AIM OF THE EXERCISE: Report how many lines below include the string "AppState". Please keep the reply to that number.
++++ DATA SHOWN
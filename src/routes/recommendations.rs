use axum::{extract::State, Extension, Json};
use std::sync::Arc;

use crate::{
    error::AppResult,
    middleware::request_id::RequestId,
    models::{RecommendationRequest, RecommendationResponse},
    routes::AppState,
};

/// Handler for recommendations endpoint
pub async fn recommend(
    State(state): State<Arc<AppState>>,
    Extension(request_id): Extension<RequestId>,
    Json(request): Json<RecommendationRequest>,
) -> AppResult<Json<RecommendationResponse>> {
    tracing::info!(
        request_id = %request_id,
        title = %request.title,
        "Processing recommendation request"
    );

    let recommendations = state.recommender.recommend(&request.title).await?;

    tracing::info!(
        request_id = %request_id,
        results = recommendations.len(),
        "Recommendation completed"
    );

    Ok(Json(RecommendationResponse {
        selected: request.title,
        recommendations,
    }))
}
++++++++
++++ DATA SHOWN
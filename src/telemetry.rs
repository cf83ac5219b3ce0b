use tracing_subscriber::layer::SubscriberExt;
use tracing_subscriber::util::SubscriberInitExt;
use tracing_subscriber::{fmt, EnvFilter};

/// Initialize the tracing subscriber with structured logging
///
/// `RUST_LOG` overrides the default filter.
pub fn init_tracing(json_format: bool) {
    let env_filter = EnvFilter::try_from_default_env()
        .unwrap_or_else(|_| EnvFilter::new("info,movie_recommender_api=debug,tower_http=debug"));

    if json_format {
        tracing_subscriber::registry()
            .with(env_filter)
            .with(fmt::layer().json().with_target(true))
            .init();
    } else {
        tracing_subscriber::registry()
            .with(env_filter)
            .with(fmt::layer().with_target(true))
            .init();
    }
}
++++++++
ANSWER SECTION: 2